(Stored data entries)

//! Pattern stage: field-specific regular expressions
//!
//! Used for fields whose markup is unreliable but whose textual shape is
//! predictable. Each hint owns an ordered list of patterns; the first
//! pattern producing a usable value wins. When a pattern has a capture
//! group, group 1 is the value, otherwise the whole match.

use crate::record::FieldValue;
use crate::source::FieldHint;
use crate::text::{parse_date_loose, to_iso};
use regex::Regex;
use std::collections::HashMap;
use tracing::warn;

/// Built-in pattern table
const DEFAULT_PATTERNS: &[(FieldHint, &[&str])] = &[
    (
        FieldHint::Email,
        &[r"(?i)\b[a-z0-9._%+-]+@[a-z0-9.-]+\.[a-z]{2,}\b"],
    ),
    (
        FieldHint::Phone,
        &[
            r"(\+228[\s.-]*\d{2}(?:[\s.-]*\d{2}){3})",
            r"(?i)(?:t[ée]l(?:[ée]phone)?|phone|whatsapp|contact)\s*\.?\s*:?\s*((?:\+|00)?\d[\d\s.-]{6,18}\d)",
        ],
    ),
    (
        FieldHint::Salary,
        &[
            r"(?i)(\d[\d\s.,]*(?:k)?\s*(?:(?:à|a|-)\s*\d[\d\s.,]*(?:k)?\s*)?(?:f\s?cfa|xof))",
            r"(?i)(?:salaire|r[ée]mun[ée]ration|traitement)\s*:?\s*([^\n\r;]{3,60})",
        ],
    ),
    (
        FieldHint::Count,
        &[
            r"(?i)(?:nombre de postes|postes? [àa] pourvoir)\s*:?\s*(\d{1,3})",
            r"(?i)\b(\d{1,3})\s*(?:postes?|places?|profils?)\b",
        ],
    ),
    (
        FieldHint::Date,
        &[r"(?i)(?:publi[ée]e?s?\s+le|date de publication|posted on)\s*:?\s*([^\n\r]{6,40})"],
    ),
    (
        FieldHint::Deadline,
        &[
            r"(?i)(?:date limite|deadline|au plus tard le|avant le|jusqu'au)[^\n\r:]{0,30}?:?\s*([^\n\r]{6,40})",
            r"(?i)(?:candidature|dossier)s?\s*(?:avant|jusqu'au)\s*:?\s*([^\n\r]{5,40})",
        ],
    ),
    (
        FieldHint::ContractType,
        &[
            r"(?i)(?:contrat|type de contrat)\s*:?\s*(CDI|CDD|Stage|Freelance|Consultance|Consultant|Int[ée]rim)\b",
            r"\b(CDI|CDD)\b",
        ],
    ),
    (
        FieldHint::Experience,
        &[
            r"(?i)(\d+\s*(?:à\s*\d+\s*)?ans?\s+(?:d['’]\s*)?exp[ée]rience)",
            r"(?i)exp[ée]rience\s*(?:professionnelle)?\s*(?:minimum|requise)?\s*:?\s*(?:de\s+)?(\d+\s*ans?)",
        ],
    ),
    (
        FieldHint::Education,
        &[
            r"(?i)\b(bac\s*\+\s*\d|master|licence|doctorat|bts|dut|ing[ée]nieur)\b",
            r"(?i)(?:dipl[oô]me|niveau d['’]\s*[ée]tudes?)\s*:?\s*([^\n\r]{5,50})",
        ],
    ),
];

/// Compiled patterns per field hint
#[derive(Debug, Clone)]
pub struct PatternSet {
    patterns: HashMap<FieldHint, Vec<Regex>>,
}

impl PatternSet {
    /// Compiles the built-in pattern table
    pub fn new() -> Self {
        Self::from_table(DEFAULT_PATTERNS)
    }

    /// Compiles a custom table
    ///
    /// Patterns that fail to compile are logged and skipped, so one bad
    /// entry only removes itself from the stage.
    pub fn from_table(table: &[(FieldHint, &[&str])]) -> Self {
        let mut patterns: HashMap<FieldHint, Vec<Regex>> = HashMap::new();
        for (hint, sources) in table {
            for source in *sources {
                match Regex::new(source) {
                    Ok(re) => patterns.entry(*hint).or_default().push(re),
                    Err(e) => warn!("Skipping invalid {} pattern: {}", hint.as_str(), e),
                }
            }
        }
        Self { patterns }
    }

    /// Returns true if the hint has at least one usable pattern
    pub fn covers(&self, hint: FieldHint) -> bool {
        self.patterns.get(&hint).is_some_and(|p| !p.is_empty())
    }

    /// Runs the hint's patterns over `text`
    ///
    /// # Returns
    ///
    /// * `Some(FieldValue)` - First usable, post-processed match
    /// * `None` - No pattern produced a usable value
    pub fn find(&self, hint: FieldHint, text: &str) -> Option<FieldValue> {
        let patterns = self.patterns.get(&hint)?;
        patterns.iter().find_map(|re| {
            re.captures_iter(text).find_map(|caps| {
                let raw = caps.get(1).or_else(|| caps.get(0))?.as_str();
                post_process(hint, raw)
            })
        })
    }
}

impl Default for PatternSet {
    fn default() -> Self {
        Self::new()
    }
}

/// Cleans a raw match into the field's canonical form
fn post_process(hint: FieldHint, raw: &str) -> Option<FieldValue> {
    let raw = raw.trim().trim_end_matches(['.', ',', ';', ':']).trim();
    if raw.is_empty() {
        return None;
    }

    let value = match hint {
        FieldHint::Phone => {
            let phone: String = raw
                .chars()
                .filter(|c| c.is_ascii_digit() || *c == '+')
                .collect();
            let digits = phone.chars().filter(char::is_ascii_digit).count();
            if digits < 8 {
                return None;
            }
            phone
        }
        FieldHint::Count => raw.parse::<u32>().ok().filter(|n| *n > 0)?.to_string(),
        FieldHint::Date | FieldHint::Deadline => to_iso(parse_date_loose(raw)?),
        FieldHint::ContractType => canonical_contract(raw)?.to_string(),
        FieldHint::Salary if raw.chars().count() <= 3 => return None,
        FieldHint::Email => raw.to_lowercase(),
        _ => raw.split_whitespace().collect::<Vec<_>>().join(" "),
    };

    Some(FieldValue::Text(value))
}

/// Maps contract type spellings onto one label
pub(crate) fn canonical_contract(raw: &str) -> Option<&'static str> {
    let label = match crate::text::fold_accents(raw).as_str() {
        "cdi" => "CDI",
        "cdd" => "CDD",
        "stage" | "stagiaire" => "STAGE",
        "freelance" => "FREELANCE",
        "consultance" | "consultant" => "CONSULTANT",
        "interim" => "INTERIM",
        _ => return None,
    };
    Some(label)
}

[INSTRUCTIONS FOR THE TASK]:
Return all of the above records exactly, leaving no line out.

[SOLUTION TO THE EXERCISE]:
//! Pattern stage: field-specific regular expressions
//!
//! Used for fields whose markup is unreliable but whose textual shape is
//! predictable. Each hint owns an ordered list of patterns; the first
//! pattern producing a usable value wins. When a pattern has a capture
//! group, group 1 is the value, otherwise the whole match.

use crate::record::FieldValue;
use crate::source::FieldHint;
use crate::text::{parse_date_loose, to_iso};
use regex::Regex;
use std::collections::HashMap;
use tracing::warn;

/// Built-in pattern table
const DEFAULT_PATTERNS: &[(FieldHint, &[&str])] = &[
    (
        FieldHint::Email,
        &[r"(?i)\b[a-z0-9._%+-]+@[a-z0-9.-]+\.[a-z]{2,}\b"],
    ),
    (
        FieldHint::Phone,
        &[
            r"(\+228[\s.-]*\d{2}(?:[\s.-]*\d{2}){3})",
            r"(?i)(?:t[ée]l(?:[ée]phone)?|phone|whatsapp|contact)\s*\.?\s*:?\s*((?:\+|00)?\d[\d\s.-]{6,18}\d)",
        ],
    ),
    (
        FieldHint::Salary,
        &[
            r"(?i)(\d[\d\s.,]*(?:k)?\s*(?:(?:à|a|-)\s*\d[\d\s.,]*(?:k)?\s*)?(?:f\s?cfa|xof))",
            r"(?i)(?:salaire|r[ée]mun[ée]ration|traitement)\s*:?\s*([^\n\r;]{3,60})",
        ],
    ),
    (
        FieldHint::Count,
        &[
            r"(?i)(?:nombre de postes|postes? [àa] pourvoir)\s*:?\s*(\d{1,3})",
            r"(?i)\b(\d{1,3})\s*(?:postes?|places?|profils?)\b",
        ],
    ),
    (
        FieldHint::Date,
        &[r"(?i)(?:publi[ée]e?s?\s+le|date de publication|posted on)\s*:?\s*([^\n\r]{6,40})"],
    ),
    (
        FieldHint::Deadline,
        &[
            r"(?i)(?:date limite|deadline|au plus tard le|avant le|jusqu'au)[^\n\r:]{0,30}?:?\s*([^\n\r]{6,40})",
            r"(?i)(?:candidature|dossier)s?\s*(?:avant|jusqu'au)\s*:?\s*([^\n\r]{5,40})",
        ],
    ),
    (
        FieldHint::ContractType,
        &[
            r"(?i)(?:contrat|type de contrat)\s*:?\s*(CDI|CDD|Stage|Freelance|Consultance|Consultant|Int[ée]rim)\b",
            r"\b(CDI|CDD)\b",
        ],
    ),
    (
        FieldHint::Experience,
        &[
            r"(?i)(\d+\s*(?:à\s*\d+\s*)?ans?\s+(?:d['’]\s*)?exp[ée]rience)",
            r"(?i)exp[ée]rience\s*(?:professionnelle)?\s*(?:minimum|requise)?\s*:?\s*(?:de\s+)?(\d+\s*ans?)",
        ],
    ),
    (
        FieldHint::Education,
        &[
            r"(?i)\b(bac\s*\+\s*\d|master|licence|doctorat|bts|dut|ing[ée]nieur)\b",
            r"(?i)(?:dipl[oô]me|niveau d['’]\s*[ée]tudes?)\s*:?\s*([^\n\r]{5,50})",
        ],
    ),
];

/// Compiled patterns per field hint
#[derive(Debug, Clone)]
pub struct PatternSet {
    patterns: HashMap<FieldHint, Vec<Regex>>,
}

impl PatternSet {
    /// Compiles the built-in pattern table
    pub fn new() -> Self {
        Self::from_table(DEFAULT_PATTERNS)
    }

    /// Compiles a custom table
    ///
    /// Patterns that fail to compile are logged and skipped, so one bad
    /// entry only removes itself from the stage.
    pub fn from_table(table: &[(FieldHint, &[&str])]) -> Self {
        let mut patterns: HashMap<FieldHint, Vec<Regex>> = HashMap::new();
        for (hint, sources) in table {
            for source in *sources {
                match Regex::new(source) {
                    Ok(re) => patterns.entry(*hint).or_default().push(re),
                    Err(e) => warn!("Skipping invalid {} pattern: {}", hint.as_str(), e),
                }
            }
        }
        Self { patterns }
    }

    /// Returns true if the hint has at least one usable pattern
    pub fn covers(&self, hint: FieldHint) -> bool {
        self.patterns.get(&hint).is_some_and(|p| !p.is_empty())
    }

    /// Runs the hint's patterns over `text`
    ///
    /// # Returns
    ///
    /// * `Some(FieldValue)` - First usable, post-processed match
    /// * `None` - No pattern produced a usable value
    pub fn find(&self, hint: FieldHint, text: &str) -> Option<FieldValue> {
        let patterns = self.patterns.get(&hint)?;
        patterns.iter().find_map(|re| {
            re.captures_iter(text).find_map(|caps| {
                let raw = caps.get(1).or_else(|| caps.get(0))?.as_str();
                post_process(hint, raw)
            })
        })
    }
}

impl Default for PatternSet {
    fn default() -> Self {
        Self::new()
    }
}

/// Cleans a raw match into the field's canonical form
fn post_process(hint: FieldHint, raw: &str) -> Option<FieldValue> {
    let raw = raw.trim().trim_end_matches(['.', ',', ';', ':']).trim();
    if raw.is_empty() {
        return None;
    }

    let value = match hint {
        FieldHint::Phone => {
            let phone: String = raw
                .chars()
                .filter(|c| c.is_ascii_digit() || *c == '+')
                .collect();
            let digits = phone.chars().filter(char::is_ascii_digit).count();
            if digits < 8 {
                return None;
            }
            phone
        }
        FieldHint::Count => raw.parse::<u32>().ok().filter(|n| *n > 0)?.to_string(),
        FieldHint::Date | FieldHint::Deadline => to_iso(parse_date_loose(raw)?),
        FieldHint::ContractType => canonical_contract(raw)?.to_string(),
        FieldHint::Salary if raw.chars().count() <= 3 => return None,
        FieldHint::Email => raw.to_lowercase(),
        _ => raw.split_whitespace().collect::<Vec<_>>().join(" "),
    };

    Some(FieldValue::Text(value))
}

/// Maps contract type spellings onto one label
pub(crate) fn canonical_contract(raw: &str) -> Option<&'static str> {
    let label = match crate::text::fold_accents(raw).as_str() {
        "cdi" => "CDI",
        "cdd" => "CDD",
        "stage" | "stagiaire" => "STAGE",
        "freelance" => "FREELANCE",
        "consultance" | "consultant" => "CONSULTANT",
        "interim" => "INTERIM",
        _ => return None,
    };
    Some(label)
}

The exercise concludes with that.